Defining our tokenizers: Clean the text to remove punctuation (except emoticons), put everything in lower case, and tokenize. These 2 tokenizers will be used in our grid search, and 1 will be chosen for our final model:

In [40]:
from nltk.stem.porter import PorterStemmer
porter = PorterStemmer()

def tokenizer(text):
    emoticons = re.findall('(?::|;|=)(?:-)?(?:\)|\(|D|P)', text.lower())
    text = re.sub('[\W]+', ' ', text.lower()) + ' '.join(emoticons).replace('-', '')
    return text.split()

def tokenizerporter(text):
    emoticons = re.findall('(?::|;|=)(?:-)?(?:\)|\(|D|P)', text.lower())
    text = re.sub('[\W]+', ' ', text.lower()) + ' '.join(emoticons).replace('-', '')
    return [porter.stem(word) for word in text.split()]


Create vectorizer to use in gridsearch below:

In [41]:
tfidf = TfidfVectorizer(strip_accents=None,
                        lowercase=False,
                        preprocessor=None)

tfidf.get_params().keys()

dict_keys(['analyzer', 'binary', 'decode_error', 'dtype', 'encoding', 'input', 'lowercase', 'max_df', 'max_features', 'min_df', 'ngram_range', 'norm', 'preprocessor', 'smooth_idf', 'stop_words', 'strip_accents', 'sublinear_tf', 'token_pattern', 'tokenizer', 'use_idf', 'vocabulary'])

## Model Optimization and Serialization

50/50 train/test split:

In [42]:
X_train = reviews_df.loc[:812, 'Review'].values
y_train = reviews_df.loc[:812, 'Sentiment'].values
X_test = reviews_df.loc[812:, 'Review'].values
y_test = reviews_df.loc[812:, 'Sentiment'].values

Grid search to find optimal hyperparameters:

In [44]:
import nltk
nltk.download('stopwords')

[nltk_data] Downloading package stopwords to /home/jovyan/nltk_data...
[nltk_data]   Package stopwords is already up-to-date!


True

In [52]:
from sklearn.pipeline import Pipeline
from sklearn.linear_model import LogisticRegression
from sklearn.feature_extraction.text import TfidfVectorizer
from sklearn.model_selection import GridSearchCV


stop = stopwords.words('english')


param_grid = [{'vect__ngram_range': [(1, 1), (1, 2)],  # unigrams or bigrams
               'vect__stop_words': [stop, None],
               'vect__tokenizer': [tokenizer, tokenizerporter],
               'clf__penalty': ['l1', 'l2'],
               'clf__n_iter_no_change': [3,5,7,9],
               'clf__alpha': [1e-4, 1e-3, 1e-2, 1e-1, 1e0, 1e1, 1e2, 1e3]},
              {'vect__ngram_range': [(1, 1), (1, 2)],
               'vect__stop_words': [stop, None],
               'vect__tokenizer': [tokenizer, tokenizerporter],
               'vect__use_idf':[False],
               'vect__norm':[None],
               'clf__penalty': ['l1', 'l2'],
               'clf__n_iter_no_change': [3,5,7,9],
               'clf__alpha': [1e-4, 1e-3, 1e-2, 1e-1, 1e0, 1e1, 1e2, 1e3]},
              ]


lr_tfidf = Pipeline([('vect', tfidf),
                     ('clf', SGDClassifier(loss='log', random_state=1))])

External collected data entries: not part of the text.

#[derive(Debug, thiserror::Error)]
pub enum StoreError {
    #[error("connection error: {0}")]
    Connection(String),

    #[error("write failed, nothing committed: {0}")]
    Write(String),

    /// A batch write failed after some records landed. `committed` lists the
    /// chunk ids that are durably stored so the caller can roll them back.
    #[error("write failed after committing {} record(s): {reason}", committed.len())]
    PartialWrite {
        committed: Vec<String>,
        reason: String,
    },

    #[error("search failed: {0}")]
    Search(String),

    #[error("delete failed: {0}")]
    Delete(String),

    #[error("serialization error: {0}")]
    Serialization(String),
}
use lector_llm::LlmError;
use lector_store::StoreError;

/// Stage of the ingest state machine that failed.
#[derive(Debug, Clone, Copy, PartialEq, Eq)]
pub enum IngestStage {
    Extract,
    Chunk,
    Embed,
    Store,
}

impl IngestStage {
    #[must_use]
    pub const fn as_str(self) -> &'static str {
        match self {
            Self::Extract => "extract",
            Self::Chunk => "chunk",
            Self::Embed => "embed",
            Self::Store => "store",
        }
    }
}

impl std::fmt::Display for IngestStage {
    fn fmt(&self, f: &mut std::fmt::Formatter<'_>) -> std::fmt::Result {
        f.write_str(self.as_str())
    }
}

#[derive(Debug, thiserror::Error)]
pub enum ChunkerError {
    #[error("invalid chunker config: {0}")]
    InvalidConfig(String),
}

#[derive(Debug, thiserror::Error)]
pub enum DocumentError {
    #[error("IO error: {0}")]
    Io(#[from] std::io::Error),

    #[error("unsupported format: {0}")]
    UnsupportedFormat(String),

    #[error("file too large: {0} bytes")]
    FileTooLarge(u64),

    #[cfg(feature = "pdf")]
    #[error("PDF extraction failed: {0}")]
    Pdf(String),
}

/// Ingest failure carrying the stage at which the state machine stopped.
///
/// After this error is returned no partial chunk set remains visible to
/// retrieval; the orchestrator deletes partially-written chunks before
/// reporting failure.
#[derive(Debug, thiserror::Error)]
#[error("ingest failed during {stage} stage: {source}")]
pub struct IngestError {
    pub stage: IngestStage,
    #[source]
    pub source: IngestFailure,
}

impl IngestError {
    #[must_use]
    pub fn new(stage: IngestStage, source: impl Into<IngestFailure>) -> Self {
        Self {
            stage,
            source: source.into(),
        }
    }
}

#[derive(Debug, thiserror::Error)]
pub enum IngestFailure {
    #[error(transparent)]
    Document(#[from] DocumentError),

    #[error(transparent)]
    Chunker(#[from] ChunkerError),

    #[error(transparent)]
    Embedding(#[from] LlmError),

    #[error(transparent)]
    Store(#[from] StoreError),
}

#[derive(Debug, thiserror::Error)]
pub enum PipelineError {
    #[error("invalid input: {0}")]
    InvalidInput(String),

    #[error(transparent)]
    Ingest(#[from] IngestError),

    #[error("embedding unavailable: {0}")]
    Embedding(#[from] LlmError),

    #[error("vector store error: {0}")]
    Store(#[from] StoreError),

    #[error("generation failed: {0}")]
    Generation(String),

    #[error("config error: {0}")]
    Config(String),
}

#[cfg(test)]
mod tests {
    use super::*;

    #[test]
    fn ingest_error_reports_stage() {
        let err = IngestError::new(
            IngestStage::Store,
            StoreError::Write("connection refused".into()),
        );
        let msg = err.to_string();
        assert!(msg.contains("store stage"), "{msg}");
    }

    #[test]
    fn stage_names_are_lowercase() {
        assert_eq!(IngestStage::Extract.as_str(), "extract");
        assert_eq!(IngestStage::Chunk.as_str(), "chunk");
        assert_eq!(IngestStage::Embed.as_str(), "embed");
        assert_eq!(IngestStage::Store.as_str(), "store");
    }
}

gs_lr_tfidf = GridSearchCV(lr_tfidf, param_grid,
                           scoring='accuracy',
                           cv=5,
                           verbose=2,
                           n_jobs=-1)

In [53]:
gs_lr_tfidf.fit(X_train, y_train)

Fitting 5 folds for each of 1024 candidates, totalling 5120 fits


[Parallel(n_jobs=-1)]: Using backend LokyBackend with 6 concurrent workers.
[Parallel(n_jobs=-1)]: Done  29 tasks      | elapsed:    4.7s
[Parallel(n_jobs=-1)]: Done 150 tasks      | elapsed:   19.9s
[Parallel(n_jobs=-1)]: Done 353 tasks      | elapsed:   42.6s
[Parallel(n_jobs=-1)]: Done 636 tasks      | elapsed:  1.6min
[Parallel(n_jobs=-1)]: Done 1001 tasks      | elapsed:  2.5min
[Parallel(n_jobs=-1)]: Done 1446 tasks      | elapsed:  3.5min
[Parallel(n_jobs=-1)]: Done 1973 tasks      | elapsed:  4.8min
[Parallel(n_jobs=-1)]: Done 2580 tasks      | elapsed:  6.4min
[Parallel(n_jobs=-1)]: Done 3269 tasks      | elapsed:  8.1min
[Parallel(n_jobs=-1)]: Done 4038 tasks      | elapsed: 11.0min
[Parallel(n_jobs=-1)]: Done 4889 tasks      | elapsed: 13.0min
[Parallel(n_jobs=-1)]: Done 5120 out of 5120 | elapsed: 13.6min finished


GridSearchCV(cv=5, error_score=nan,
             estimator=Pipeline(memory=None,
                                steps=[('vect',
                                        TfidfVectorizer(analyzer='word',
                                                        binary=False,
                                                        decode_error='strict',
                                                        dtype=<class 'numpy.float64'>,
                                                        encoding='utf-8',
                                                        input='content',
                                                        lowercase=False,
                                                        max_df=1.0,
                                                        max_features=None,
                                                        min_df=1,
                                                        ngram_range=(1, 1),
                                                        n

In [54]:
print('Best parameter set: %s ' % gs_lr_tfidf.best_params_)
print('CV Accuracy: %.3f' % gs_lr_tfidf.best_score_)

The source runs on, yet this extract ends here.